[DATA SUPPLIED — start]

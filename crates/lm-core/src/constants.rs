//! # Constants
//!
//! Status names, notification subjects and template names, role names,
//! and the numeric limits of the subscription model.

// ─── License status names ────────────────────────────────────────────

pub const ACTIVATED: &str = "activated";
pub const ASSIGNED: &str = "assigned";
pub const UNASSIGNED: &str = "unassigned";
pub const REVOKED: &str = "revoked";
/// Deprecated spelling of [`REVOKED`], still accepted on input.
pub const DEACTIVATED: &str = "deactivated";

// ─── Notification subjects ───────────────────────────────────────────

pub const LICENSE_ACTIVATION_EMAIL_SUBJECT: &str = "Start your edX Subscription";
pub const LICENSE_REMINDER_EMAIL_SUBJECT: &str = "Your edX License is pending";
pub const ONBOARDING_EMAIL_SUBJECT: &str = "Welcome to edX Subscriptions!";
/// Prefix of the revocation-cap subject; the plan title follows it.
pub const REVOCATION_CAP_NOTIFICATION_EMAIL_SUBJECT_PREFIX: &str = "REVOCATION CAP REACHED: ";

// ─── Notification template names ─────────────────────────────────────

pub const LICENSE_ACTIVATION_EMAIL_TEMPLATE: &str = "activation";
pub const LICENSE_REMINDER_EMAIL_TEMPLATE: &str = "reminder";
pub const ONBOARDING_EMAIL_TEMPLATE: &str = "onboarding";
pub const REVOCATION_CAP_NOTIFICATION_EMAIL_TEMPLATE: &str = "revocation_cap";

// ─── Role-based access control ───────────────────────────────────────

pub const SUBSCRIPTIONS_ADMIN_ROLE: &str = "enterprise_subscriptions_admin";
pub const SUBSCRIPTIONS_LEARNER_ROLE: &str = "enterprise_subscriptions_learner";

pub const SYSTEM_ENTERPRISE_ADMIN_ROLE: &str = "enterprise_admin";
pub const SYSTEM_ENTERPRISE_LEARNER_ROLE: &str = "enterprise_learner";
pub const SYSTEM_ENTERPRISE_OPERATOR_ROLE: &str = "enterprise_openedx_operator";

pub const SUBSCRIPTIONS_ADMIN_ACCESS_PERMISSION: &str = "subscriptions.has_admin_access";
pub const SUBSCRIPTIONS_ADMIN_LEARNER_ACCESS_PERMISSION: &str =
    "subscriptions.has_learner_or_admin_access";

/// Role-assignment context granting access to every enterprise.
pub const ALL_ACCESS_CONTEXT: &str = "*";

// ─── Subsidy ─────────────────────────────────────────────────────────

pub const PERCENTAGE_DISCOUNT_TYPE: &str = "percentage";
/// A license is a 100%-off subsidy.
pub const LICENSE_DISCOUNT_VALUE: u8 = 100;

// ─── Limits ──────────────────────────────────────────────────────────

/// Salesforce opportunity ids are exactly this long.
pub const SALESFORCE_ID_LENGTH: usize = 18;

/// Revoked licenses keep learner PII for this many days.
pub const DAYS_TO_RETIRE: i64 = 90;

pub const MIN_NUM_LICENSES: u64 = 0;
pub const MAX_NUM_LICENSES: u64 = 5000;

/// Default share of a plan's licenses that may be revoked after activation.
pub const DEFAULT_REVOKE_MAX_PERCENTAGE: u8 = 5;

// ─── Batch sizes ─────────────────────────────────────────────────────

pub const LICENSE_EXPIRATION_BATCH_SIZE: usize = 200;

// ─── Feature toggles ─────────────────────────────────────────────────

pub const EXPOSE_LICENSE_ACTIVATION_KEY_OVER_API: &str = "expose_license_activation_key_over_api";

[DATA SUPPLIED — finish]

## TASK TO COMPLETE
Please give every entry again, precisely as it appears.

## OUTPUT OF THE EXERCISE
filename crates/lm-core/src/constants.rs
//! # Constants
//!
//! Status names, notification subjects and template names, role names,
//! and the numeric limits of the subscription model.

// ─── License status names ────────────────────────────────────────────

pub const ACTIVATED: &str = "activated";
pub const ASSIGNED: &str = "assigned";
pub const UNASSIGNED: &str = "unassigned";
pub const REVOKED: &str = "revoked";
/// Deprecated spelling of [`REVOKED`], still accepted on input.
pub const DEACTIVATED: &str = "deactivated";

// ─── Notification subjects ───────────────────────────────────────────

pub const LICENSE_ACTIVATION_EMAIL_SUBJECT: &str = "Start your edX Subscription";
pub const LICENSE_REMINDER_EMAIL_SUBJECT: &str = "Your edX License is pending";
pub const ONBOARDING_EMAIL_SUBJECT: &str = "Welcome to edX Subscriptions!";
/// Prefix of the revocation-cap subject; the plan title follows it.
pub const REVOCATION_CAP_NOTIFICATION_EMAIL_SUBJECT_PREFIX: &str = "REVOCATION CAP REACHED: ";

// ─── Notification template names ─────────────────────────────────────

pub const LICENSE_ACTIVATION_EMAIL_TEMPLATE: &str = "activation";
pub const LICENSE_REMINDER_EMAIL_TEMPLATE: &str = "reminder";
pub const ONBOARDING_EMAIL_TEMPLATE: &str = "onboarding";
pub const REVOCATION_CAP_NOTIFICATION_EMAIL_TEMPLATE: &str = "revocation_cap";

// ─── Role-based access control ───────────────────────────────────────

pub const SUBSCRIPTIONS_ADMIN_ROLE: &str = "enterprise_subscriptions_admin";
pub const SUBSCRIPTIONS_LEARNER_ROLE: &str = "enterprise_subscriptions_learner";

pub const SYSTEM_ENTERPRISE_ADMIN_ROLE: &str = "enterprise_admin";
pub const SYSTEM_ENTERPRISE_LEARNER_ROLE: &str = "enterprise_learner";
pub const SYSTEM_ENTERPRISE_OPERATOR_ROLE: &str = "enterprise_openedx_operator";

pub const SUBSCRIPTIONS_ADMIN_ACCESS_PERMISSION: &str = "subscriptions.has_admin_access";
pub const SUBSCRIPTIONS_ADMIN_LEARNER_ACCESS_PERMISSION: &str =
    "subscriptions.has_learner_or_admin_access";

/// Role-assignment context granting access to every enterprise.
pub const ALL_ACCESS_CONTEXT: &str = "*";

// ─── Subsidy ─────────────────────────────────────────────────────────

pub const PERCENTAGE_DISCOUNT_TYPE: &str = "percentage";
/// A license is a 100%-off subsidy.
pub const LICENSE_DISCOUNT_VALUE: u8 = 100;

// ─── Limits ──────────────────────────────────────────────────────────

/// Salesforce opportunity ids are exactly this long.
pub const SALESFORCE_ID_LENGTH: usize = 18;

/// Revoked licenses keep learner PII for this many days.
pub const DAYS_TO_RETIRE: i64 = 90;

pub const MIN_NUM_LICENSES: u64 = 0;
pub const MAX_NUM_LICENSES: u64 = 5000;

/// Default share of a plan's licenses that may be revoked after activation.
pub const DEFAULT_REVOKE_MAX_PERCENTAGE: u8 = 5;

// ─── Batch sizes ─────────────────────────────────────────────────────

pub const LICENSE_EXPIRATION_BATCH_SIZE: usize = 200;

// ─── Feature toggles ─────────────────────────────────────────────────

pub const EXPOSE_LICENSE_ACTIVATION_KEY_OVER_API: &str = "expose_license_activation_key_over_api";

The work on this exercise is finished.